L’ONI plaide également pour la poursuite des travaux sur l’encadrement de l’exercice infirmier avec le passage d’un décret d’actes à un décret de missions ; une autonomisation des infirmiers ; la reconnaissance du soin relationnel ou encore l’encadrement juridique de la consultation infirmière et du droit à la prescription afin de « faire advenir une réforme ambitieuse de l’exercice infirmier, au service de l’accès aux soins ».
Des textes en attente de publication
Actuellement trois décrets et un arrêté sont aussi attendus par la profession : la création du statut d’infirmier référent ; le décret sur les plaies et cicatrisation pour les IDE ; l’accès direct et la primo-inscription pour les infirmiers en pratique avancée (IPA). « Ces textes […] ne doivent pas devenir des dommages collatéraux de la situation politique », soutient l’Ordre national des infirmiers (ONI), qui souhaite l’aboutissement rapide du travail législatif mené depuis plusieurs années.
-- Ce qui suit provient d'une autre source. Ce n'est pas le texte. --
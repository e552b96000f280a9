//! 内存中的日志缓存：按 LogId 存放完整记录，带 TTL 与容量上限。
//!
//! 过期采用惰性策略，只在 `get` 命中过期条目时删除。容量满时按插入时间淘汰最旧的
//! 约 10%（至少一条）。`get` 不刷新插入时间，因此这不是严格意义上的 LRU。

use std::collections::HashMap;
use std::sync::atomic::{AtomicI64, Ordering};
use std::sync::{Arc, Mutex, MutexGuard, PoisonError};

use chrono::Utc;
use serde::{Deserialize, Serialize};
use tracing::debug;

use crate::model::{LogEntry, LogId};

#[derive(Debug, Clone, Copy, PartialEq, Eq, Serialize, Deserialize)]
pub struct CacheConfig {
    #[serde(default = "default_max_entries")]
    pub max_entries: usize,
    #[serde(default = "default_ttl_ms")]
    pub ttl_ms: u64,
}

fn default_max_entries() -> usize {
    1000
}

fn default_ttl_ms() -> u64 {
    30 * 60 * 1000
}

impl Default for CacheConfig {
    fn default() -> Self {
        Self {
            max_entries: default_max_entries(),
            ttl_ms: default_ttl_ms(),
        }
    }
}

/// 毫秒级墙钟。系统时间回拨会导致条目提前或延后过期。
pub trait Clock: Send + Sync {
    fn now_ms(&self) -> i64;
}

#[derive(Debug, Clone, Copy, Default)]
pub struct SystemClock;

impl Clock for SystemClock {
    fn now_ms(&self) -> i64 {
        Utc::now().timestamp_millis()
    }
}

/// 手动推进的时钟，用于测试过期与淘汰顺序。
#[derive(Debug, Default)]
pub struct ManualClock {
    now: AtomicI64,
}

impl ManualClock {
    pub fn new(start_ms: i64) -> Self {
        Self {
            now: AtomicI64::new(start_ms),
        }
    }

    pub fn advance(&self, ms: i64) {
        self.now.fetch_add(ms, Ordering::SeqCst);
    }
}

impl Clock for ManualClock {
    fn now_ms(&self) -> i64 {
        self.now.load(Ordering::SeqCst)
    }
}

#[derive(Debug)]
struct CacheEntry {
    entry: Arc<LogEntry>,
    inserted_at_ms: i64,
    // 同一毫秒内插入的条目按序号区分先后
    seq: u64,
}

#[derive(Debug, Default)]
struct CacheState {
    entries: HashMap<LogId, CacheEntry>,
    next_seq: u64,
}

pub struct LogCache {
    config: CacheConfig,
    clock: Arc<dyn Clock>,
    state: Mutex<CacheState>,
}

impl LogCache {
    pub fn new(config: CacheConfig) -> Self {
        Self::with_clock(config, Arc::new(SystemClock))
    }

    pub fn with_clock(config: CacheConfig, clock: Arc<dyn Clock>) -> Self {
        let config = CacheConfig {
            max_entries: config.max_entries.max(1),
            ..config
        };
        Self {
            config,
            clock,
            state: Mutex::new(CacheState::default()),
        }
    }

    pub fn config(&self) -> CacheConfig {
        self.config
    }

    /// 插入或覆盖 `id` 对应的记录。缓存已满时先淘汰最旧的条目再插入。
    pub fn add(&self, id: LogId, entry: LogEntry) {
        let now = self.clock.now_ms();
        let mut state = self.lock();

        if state.entries.len() >= self.config.max_entries {
            let evicted = Self::evict_oldest(&mut state, self.eviction_batch());
            debug!(evicted, capacity = self.config.max_entries, "log cache full, evicted oldest entries");
        }

        let seq = state.next_seq;
        state.next_seq += 1;
        state.entries.insert(
            id,
            CacheEntry {
                entry: Arc::new(entry),
                inserted_at_ms: now,
                seq,
            },
        );
    }

    /// 返回未过期的记录；命中过期条目时顺带删除并返回 `None`。
    pub fn get(&self, id: &LogId) -> Option<Arc<LogEntry>> {
        let now = self.clock.now_ms();
        let mut state = self.lock();

        let age = now - state.entries.get(id)?.inserted_at_ms;
        if age > self.ttl_ms() {
            state.entries.remove(id);
            debug!(log_id = %id, age_ms = age, "dropped expired cache entry");
            return None;
        }
        state.entries.get(id).map(|c| Arc::clone(&c.entry))
    }

    /// 当前条目数，包含尚未被惰性清理的过期条目。
    pub fn len(&self) -> usize {
        self.lock().entries.len()
    }

    pub fn is_empty(&self) -> bool {
        self.len() == 0
    }

    // 超出 i64 的 TTL 视为永不过期
    fn ttl_ms(&self) -> i64 {
        i64::try_from(self.config.ttl_ms).unwrap_or(i64::MAX)
    }

    fn eviction_batch(&self) -> usize {
        (self.config.max_entries / 10).max(1)
    }

    fn evict_oldest(state: &mut CacheState, count: usize) -> usize {
        let mut by_age: Vec<(i64, u64, LogId)> = state
            .entries
            .iter()
            .map(|(id, c)| (c.inserted_at_ms, c.seq, id.clone()))
            .collect();
        by_age.sort_unstable_by_key(|(ts, seq, _)| (*ts, *seq));

        by_age
            .into_iter()
            .take(count)
            .filter(|(_, _, id)| state.entries.remove(id).is_some())
            .count()
    }

    fn lock(&self) -> MutexGuard<'_, CacheState> {
        self.state.lock().unwrap_or_else(PoisonError::into_inner)
    }
}

impl Default for LogCache {
    fn default() -> Self {
        Self::new(CacheConfig::default())
    }
}

impl std::fmt::Debug for LogCache {
    fn fmt(&self, f: &mut std::fmt::Formatter<'_>) -> std::fmt::Result {
        f.debug_struct("LogCache")
            .field("config", &self.config)
            .field("len", &self.len())
            .finish()
    }
}
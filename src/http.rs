use std::collections::HashMap;
use std::sync::atomic::{AtomicU64, Ordering};
use std::sync::{Arc, PoisonError, RwLock};

use axum::{
    extract::{rejection::JsonRejection, Query, State},
    http::StatusCode,
    response::{
        sse::{Event, KeepAlive, Sse},
        IntoResponse,
    },
    routing::{get, post},
    Json, Router,
};
use futures::stream::{Stream, StreamExt};
use serde::Deserialize;
use serde_json::json;
use tokio::net::TcpListener;
use tokio::sync::mpsc;
use tokio::task::JoinHandle;
use tokio_stream::wrappers::UnboundedReceiverStream;
use tracing::{debug, error, info, warn};

use crate::config::ServerConfig;
use crate::error::{LoggingMcpError, Result};
use crate::mcp::{process_request, RpcRequest};
use crate::tools::LoggingTools;

/// 推送给 SSE 会话的消息，在输出流中转换为对应事件。
#[derive(Debug, Clone, PartialEq, Eq)]
pub enum SessionMessage {
    Endpoint(String),
    Message(String),
}

impl SessionMessage {
    fn into_event(self) -> Event {
        match self {
            SessionMessage::Endpoint(url) => Event::default().event("endpoint").data(url),
            SessionMessage::Message(body) => Event::default().event("message").data(body),
        }
    }
}

pub type Sessions = Arc<RwLock<HashMap<String, mpsc::UnboundedSender<SessionMessage>>>>;

#[derive(Clone)]
pub struct AppState {
    pub tools: Arc<LoggingTools>,
    pub sessions: Sessions,
    next_session: Arc<AtomicU64>,
}

impl AppState {
    pub fn new(tools: Arc<LoggingTools>) -> Self {
        Self {
            tools,
            sessions: Arc::new(RwLock::new(HashMap::new())),
            next_session: Arc::new(AtomicU64::new(1)),
        }
    }

    fn new_session_id(&self) -> String {
        let seq = self.next_session.fetch_add(1, Ordering::Relaxed);
        let nanos = chrono::Utc::now().timestamp_nanos_opt().unwrap_or(0);
        format!("{nanos:x}-{seq}")
    }
}

async fn sse_handler(State(state): State<AppState>) -> Sse<impl Stream<Item = std::result::Result<Event, axum::Error>>> {
    let (tx, rx) = mpsc::unbounded_channel();
    let session_id = state.new_session_id();

    let _ = tx.send(SessionMessage::Endpoint(format!("/message?session_id={session_id}")));
    let watcher = tx.clone();
    state
        .sessions
        .write()
        .unwrap_or_else(PoisonError::into_inner)
        .insert(session_id.clone(), tx);
    info!(%session_id, "sse session opened");

    // 客户端断开后接收端被丢弃，随即移除会话
    let sessions = state.sessions.clone();
    tokio::spawn(async move {
        watcher.closed().await;
        sessions
            .write()
            .unwrap_or_else(PoisonError::into_inner)
            .remove(&session_id);
        debug!(%session_id, "sse session closed");
    });

    let stream = UnboundedReceiverStream::new(rx).map(|msg| Ok::<_, axum::Error>(msg.into_event()));
    Sse::new(stream).keep_alive(KeepAlive::default())
}

#[derive(Deserialize)]
struct MessageQuery {
    session_id: String,
}

async fn message_handler(
    State(state): State<AppState>,
    Query(q): Query<MessageQuery>,
    payload: std::result::Result<Json<RpcRequest>, JsonRejection>,
) -> impl IntoResponse {
    let sender = {
        let sessions = state.sessions.read().unwrap_or_else(PoisonError::into_inner);
        sessions.get(&q.session_id).cloned()
    };
    let Some(sender) = sender else {
        return StatusCode::NOT_FOUND.into_response();
    };

    let req = match payload {
        Ok(Json(req)) => req,
        Err(e) => {
            return (
                StatusCode::BAD_REQUEST,
                Json(json!({ "error": format!("invalid request body: {e}") })),
            )
                .into_response()
        }
    };

    let tools = state.tools.clone();
    let sessions = state.sessions.clone();
    let session_id = q.session_id;
    tokio::spawn(async move {
        let Some(resp) = process_request(tools, req).await else {
            return;
        };
        let Ok(body) = serde_json::to_string(&resp) else {
            return;
        };
        if sender.send(SessionMessage::Message(body)).is_err() {
            debug!(%session_id, "sse client gone, dropping session");
            sessions
                .write()
                .unwrap_or_else(PoisonError::into_inner)
                .remove(&session_id);
        }
    });
    StatusCode::ACCEPTED.into_response()
}

async fn health_handler() -> impl IntoResponse {
    Json(json!({ "status": "ok" }))
}

pub fn build_router(state: AppState) -> Router {
    Router::new()
        .route("/sse", get(sse_handler))
        .route("/message", post(message_handler))
        .route("/health", get(health_handler))
        .with_state(state)
}

pub async fn serve_http(tools: Arc<LoggingTools>, server: &ServerConfig) -> Result<()> {
    let router = build_router(AppState::new(tools));
    let addr = server.bind_addr();
    let listener = TcpListener::bind(&addr)
        .await
        .map_err(|e| LoggingMcpError::Config(format!("bind {addr} failed: {e}")))?;
    info!("HTTP server listening on http://{addr}");
    axum::serve(listener, router).await.map_err(|e| {
        warn!(error = %e, "http server stopped");
        e.into()
    })
}

/// 在后台运行 HTTP 传输；失败只记录日志，不影响 stdio 传输。
pub fn spawn_http(tools: Arc<LoggingTools>, server: ServerConfig) -> JoinHandle<()> {
    tokio::spawn(async move {
        if let Err(e) = serve_http(tools, &server).await {
            error!(error = %e, "http transport failed, continuing with stdio only");
        }
    })
}
// SPDX-License-Identifier: PMPL-1.0-or-later
// Copyright (c) 2026 Jonathan D.A. Jewell (hyperpolymath) <jonathan.jewell@open.ac.uk>
//
// DocLayout-YOLO layout detector executed with `rten`.
//
// Expects a `.rten` export whose single output holds post-NMS detections of
// shape `[1, N, 6]`, each row `[x0, y0, x1, y1, confidence, class]` in model
// input pixels. Class ids follow the DocStructBench label set.
//
// # Feature Gate
//
// Only available with the `layout-model` feature enabled.

use std::path::Path;

use image::DynamicImage;
use rten::Model;
use rten_tensor::NdTensor;
use rten_tensor::prelude::*;
use tracing::{debug, info, instrument};

use satzwerk_core::error::{Result, SatzwerkError};
use satzwerk_core::types::LayoutRegion;

use crate::layout::letterbox::Letterbox;
use crate::layout::{LayoutModel, decode_detections};

pub struct DocLayoutModel {
    model: Model,
    confidence_threshold: f32,
}

impl std::fmt::Debug for DocLayoutModel {
    fn fmt(&self, f: &mut std::fmt::Formatter<'_>) -> std::fmt::Result {
        f.debug_struct("DocLayoutModel")
            .field("confidence_threshold", &self.confidence_threshold)
            .finish_non_exhaustive()
    }
}

impl DocLayoutModel {
    /// Load the model file. This is the expensive step; keep the model for
    /// the whole run.
    #[instrument(skip_all, fields(path = %path.as_ref().display()))]
    pub fn load(path: impl AsRef<Path>, confidence_threshold: f32) -> Result<Self> {
        let path = path.as_ref();
        if !path.exists() {
            return Err(SatzwerkError::LayoutAnalysis(format!(
                "layout model not found at {}",
                path.display()
            )));
        }

        info!("Loading layout model");
        let model = Model::load_file(path).map_err(|err| {
            SatzwerkError::LayoutAnalysis(format!(
                "failed to load layout model from {}: {}",
                path.display(),
                err
            ))
        })?;

        Ok(Self {
            model,
            confidence_threshold,
        })
    }
}

impl LayoutModel for DocLayoutModel {
    #[instrument(skip_all, fields(width = image.width(), height = image.height(), input_size))]
    fn predict(&self, image: &DynamicImage, input_size: u32) -> Result<Vec<LayoutRegion>> {
        let letterbox = Letterbox::compute(image.width(), image.height(), input_size);
        let side = letterbox.target as usize;
        let input = NdTensor::from_data([1, 3, side, side], letterbox.apply(image));

        let output = self
            .model
            .run_one(input.view().into(), None)
            .map_err(|err| SatzwerkError::LayoutAnalysis(format!("inference failed: {err}")))?;
        let output: NdTensor<f32, 3> = output
            .try_into()
            .map_err(|err| SatzwerkError::LayoutAnalysis(format!("unexpected model output: {err}")))?;

        let [_, count, width] = output.shape();
        if width < 6 {
            return Err(SatzwerkError::LayoutAnalysis(format!(
                "expected 6 values per detection, got {width}"
            )));
        }
        let rows: Vec<[f32; 6]> = (0..count)
            .map(|i| std::array::from_fn(|k| output[[0, i, k]]))
            .collect();

        let regions = decode_detections(&rows, &letterbox, self.confidence_threshold);
        debug!(detections = count, kept = regions.len(), "Layout predicted");
        Ok(regions)
    }
}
Concernant la pratique avancée, les textes « ont d’ores et déjà fait l’objet de toutes les concertations et sont prêts à être publiés, rappelle l’Union nationale des infirmier.es en pratique avancée (UNIPA). Au vu de l’importance capitale de leur mise en vigueur dans le cadre de l’accès aux soins des Français, la publication au Journal Officiel doit s’effectuer dans les plus brefs délais » tout comme la promulgation des décrets.